━━━ Source information

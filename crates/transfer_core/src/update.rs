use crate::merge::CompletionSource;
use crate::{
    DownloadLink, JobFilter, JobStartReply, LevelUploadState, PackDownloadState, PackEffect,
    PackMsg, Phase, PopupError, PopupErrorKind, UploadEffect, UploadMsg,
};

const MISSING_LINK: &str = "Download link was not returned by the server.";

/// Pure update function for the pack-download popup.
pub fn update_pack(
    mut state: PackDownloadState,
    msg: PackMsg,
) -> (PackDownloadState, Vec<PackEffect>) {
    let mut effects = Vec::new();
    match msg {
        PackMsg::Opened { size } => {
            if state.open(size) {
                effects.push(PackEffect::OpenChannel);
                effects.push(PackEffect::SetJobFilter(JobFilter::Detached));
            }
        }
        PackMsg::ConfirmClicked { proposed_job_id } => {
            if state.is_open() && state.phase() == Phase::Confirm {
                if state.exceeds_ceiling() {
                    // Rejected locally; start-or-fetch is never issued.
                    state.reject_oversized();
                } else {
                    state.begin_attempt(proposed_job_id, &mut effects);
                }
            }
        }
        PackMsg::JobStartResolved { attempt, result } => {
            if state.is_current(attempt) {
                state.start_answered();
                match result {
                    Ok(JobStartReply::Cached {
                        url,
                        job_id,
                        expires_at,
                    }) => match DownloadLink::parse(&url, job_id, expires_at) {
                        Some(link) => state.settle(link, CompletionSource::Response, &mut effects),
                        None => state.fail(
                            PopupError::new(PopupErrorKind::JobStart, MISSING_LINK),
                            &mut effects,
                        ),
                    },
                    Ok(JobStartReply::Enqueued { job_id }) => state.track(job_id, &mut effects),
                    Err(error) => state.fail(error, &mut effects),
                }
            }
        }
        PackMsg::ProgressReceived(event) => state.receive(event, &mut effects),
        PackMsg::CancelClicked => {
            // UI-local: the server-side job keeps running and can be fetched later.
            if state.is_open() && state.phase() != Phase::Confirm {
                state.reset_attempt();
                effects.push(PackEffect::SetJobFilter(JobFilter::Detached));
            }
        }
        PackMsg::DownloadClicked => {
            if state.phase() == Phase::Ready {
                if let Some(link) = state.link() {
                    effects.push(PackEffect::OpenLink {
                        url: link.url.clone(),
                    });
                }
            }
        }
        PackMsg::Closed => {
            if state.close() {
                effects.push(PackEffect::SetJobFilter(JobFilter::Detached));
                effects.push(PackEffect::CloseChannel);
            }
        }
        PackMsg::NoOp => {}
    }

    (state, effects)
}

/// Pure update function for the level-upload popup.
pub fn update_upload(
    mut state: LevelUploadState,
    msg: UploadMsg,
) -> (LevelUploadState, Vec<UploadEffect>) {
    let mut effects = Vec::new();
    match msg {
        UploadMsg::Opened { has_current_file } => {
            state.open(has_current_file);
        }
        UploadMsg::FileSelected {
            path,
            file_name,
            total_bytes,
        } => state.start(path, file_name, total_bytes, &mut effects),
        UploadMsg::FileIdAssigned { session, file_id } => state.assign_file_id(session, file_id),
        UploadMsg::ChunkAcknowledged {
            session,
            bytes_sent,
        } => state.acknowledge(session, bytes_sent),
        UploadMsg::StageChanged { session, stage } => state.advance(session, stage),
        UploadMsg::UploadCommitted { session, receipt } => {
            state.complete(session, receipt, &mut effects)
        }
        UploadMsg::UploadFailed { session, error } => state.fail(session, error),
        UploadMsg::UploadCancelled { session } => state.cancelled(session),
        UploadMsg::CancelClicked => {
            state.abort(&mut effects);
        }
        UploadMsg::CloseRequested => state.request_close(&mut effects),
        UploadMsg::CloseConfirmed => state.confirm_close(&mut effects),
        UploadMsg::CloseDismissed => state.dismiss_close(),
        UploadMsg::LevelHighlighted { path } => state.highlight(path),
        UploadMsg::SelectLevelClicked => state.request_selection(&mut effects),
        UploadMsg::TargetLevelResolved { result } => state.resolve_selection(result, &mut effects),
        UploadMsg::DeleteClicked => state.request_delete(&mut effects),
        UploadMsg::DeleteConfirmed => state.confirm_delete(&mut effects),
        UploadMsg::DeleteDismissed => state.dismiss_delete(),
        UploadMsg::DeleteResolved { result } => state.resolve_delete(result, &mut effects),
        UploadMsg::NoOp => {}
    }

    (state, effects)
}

━━━━━━

■ **To do**
Each record must be repeated exactly as it is.

■ **Task solution**
filename crates/transfer_core/src/update.rs
use crate::merge::CompletionSource;
use crate::{
    DownloadLink, JobFilter, JobStartReply, LevelUploadState, PackDownloadState, PackEffect,
    PackMsg, Phase, PopupError, PopupErrorKind, UploadEffect, UploadMsg,
};

const MISSING_LINK: &str = "Download link was not returned by the server.";

/// Pure update function for the pack-download popup.
pub fn update_pack(
    mut state: PackDownloadState,
    msg: PackMsg,
) -> (PackDownloadState, Vec<PackEffect>) {
    let mut effects = Vec::new();
    match msg {
        PackMsg::Opened { size } => {
            if state.open(size) {
                effects.push(PackEffect::OpenChannel);
                effects.push(PackEffect::SetJobFilter(JobFilter::Detached));
            }
        }
        PackMsg::ConfirmClicked { proposed_job_id } => {
            if state.is_open() && state.phase() == Phase::Confirm {
                if state.exceeds_ceiling() {
                    // Rejected locally; start-or-fetch is never issued.
                    state.reject_oversized();
                } else {
                    state.begin_attempt(proposed_job_id, &mut effects);
                }
            }
        }
        PackMsg::JobStartResolved { attempt, result } => {
            if state.is_current(attempt) {
                state.start_answered();
                match result {
                    Ok(JobStartReply::Cached {
                        url,
                        job_id,
                        expires_at,
                    }) => match DownloadLink::parse(&url, job_id, expires_at) {
                        Some(link) => state.settle(link, CompletionSource::Response, &mut effects),
                        None => state.fail(
                            PopupError::new(PopupErrorKind::JobStart, MISSING_LINK),
                            &mut effects,
                        ),
                    },
                    Ok(JobStartReply::Enqueued { job_id }) => state.track(job_id, &mut effects),
                    Err(error) => state.fail(error, &mut effects),
                }
            }
        }
        PackMsg::ProgressReceived(event) => state.receive(event, &mut effects),
        PackMsg::CancelClicked => {
            // UI-local: the server-side job keeps running and can be fetched later.
            if state.is_open() && state.phase() != Phase::Confirm {
                state.reset_attempt();
                effects.push(PackEffect::SetJobFilter(JobFilter::Detached));
            }
        }
        PackMsg::DownloadClicked => {
            if state.phase() == Phase::Ready {
                if let Some(link) = state.link() {
                    effects.push(PackEffect::OpenLink {
                        url: link.url.clone(),
                    });
                }
            }
        }
        PackMsg::Closed => {
            if state.close() {
                effects.push(PackEffect::SetJobFilter(JobFilter::Detached));
                effects.push(PackEffect::CloseChannel);
            }
        }
        PackMsg::NoOp => {}
    }

    (state, effects)
}

/// Pure update function for the level-upload popup.
pub fn update_upload(
    mut state: LevelUploadState,
    msg: UploadMsg,
) -> (LevelUploadState, Vec<UploadEffect>) {
    let mut effects = Vec::new();
    match msg {
        UploadMsg::Opened { has_current_file } => {
            state.open(has_current_file);
        }
        UploadMsg::FileSelected {
            path,
            file_name,
            total_bytes,
        } => state.start(path, file_name, total_bytes, &mut effects),
        UploadMsg::FileIdAssigned { session, file_id } => state.assign_file_id(session, file_id),
        UploadMsg::ChunkAcknowledged {
            session,
            bytes_sent,
        } => state.acknowledge(session, bytes_sent),
        UploadMsg::StageChanged { session, stage } => state.advance(session, stage),
        UploadMsg::UploadCommitted { session, receipt } => {
            state.complete(session, receipt, &mut effects)
        }
        UploadMsg::UploadFailed { session, error } => state.fail(session, error),
        UploadMsg::UploadCancelled { session } => state.cancelled(session),
        UploadMsg::CancelClicked => {
            state.abort(&mut effects);
        }
        UploadMsg::CloseRequested => state.request_close(&mut effects),
        UploadMsg::CloseConfirmed => state.confirm_close(&mut effects),
        UploadMsg::CloseDismissed => state.dismiss_close(),
        UploadMsg::LevelHighlighted { path } => state.highlight(path),
        UploadMsg::SelectLevelClicked => state.request_selection(&mut effects),
        UploadMsg::TargetLevelResolved { result } => state.resolve_selection(result, &mut effects),
        UploadMsg::DeleteClicked => state.request_delete(&mut effects),
        UploadMsg::DeleteConfirmed => state.confirm_delete(&mut effects),
        UploadMsg::DeleteDismissed => state.dismiss_delete(),
        UploadMsg::DeleteResolved { result } => state.resolve_delete(result, &mut effects),
        UploadMsg::NoOp => {}
    }

    (state, effects)
}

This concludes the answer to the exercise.